For potential customers, the idea is simple: instead of being bombarded by alerts about security snafus, config calamities and compliance cockups, Security Hub is intended to “bring all of this information together in one place”. You get a set of graphs, dashboards and the like: in essence it’s a SIEM aggregator, with remediation tips thrown in too.
Most worrying to competing security companies with similar products of their own will be the pricing model. Customers will pay "only for the compliance checks performed and security findings ingested", with the first 10,000 security findings per month thrown in free. After those first 10k the pricing is $0.0010 per check for the first 100,000 compliance checks per account per month, dropping down to $0.0008 per check for the next 400k, and to $0.0005 per check for everything over and above that.

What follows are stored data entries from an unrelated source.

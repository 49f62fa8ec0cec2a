//! Commit flow - estimate-to-project adapter and use case

mod options;
mod result;
mod use_case;

pub use options::{ProCommitOptions, QuickCommitOptions};
pub use result::CommitReceipt;
pub use use_case::{build_pro_payload, build_quick_payload, CommitUseCase};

As is always the case with cloud services, customers would do well to keep a tab on the costs to ensure they don't spiral and result in a nasty surprise at the month's end.
In a canned statement, Dan Plastina, AWS veep for External Security Services, described Security Hub as the "glue that connects" third party security wares with its own public cloud services.
"By combining automated compliance checks, the aggregation of findings from more than 30 different AWS and partner sources, and partner-enabled response and remediation workflows, AWS Security Hub gives customers a simple way to unify management of their security and compliance."
AWS mentioned a long list of vendors in its statement, including Barracuda, Palo Alto Networks, Guardicore, Sophos, Atlassian, IBM, and McAfee, who "have built integrations with AWS Security Hub." Notably absent is Alienvault (now AT&T Security), while Splunk is named.
For reasons that are obvious when you think about it, AWS also supplied a canned quotation from Pokemon Go's Jacob Bornemann, who opined: "We were considering building out our own compliance rules for the CIS AWS Foundations Benchmark, but AWS Security Hub made it simple to activate these compliance checks automatically."
As vendor-native SIEM products go, depending on how you look at Security Hub, it's a few months behind Microsoft's Azure Sentinel, which does standalone SIEMing but with the "AI" marketing buzzword du jour liberally sprinkled across it. ®
Editor's note: The list of supporting partners was clarified after publication.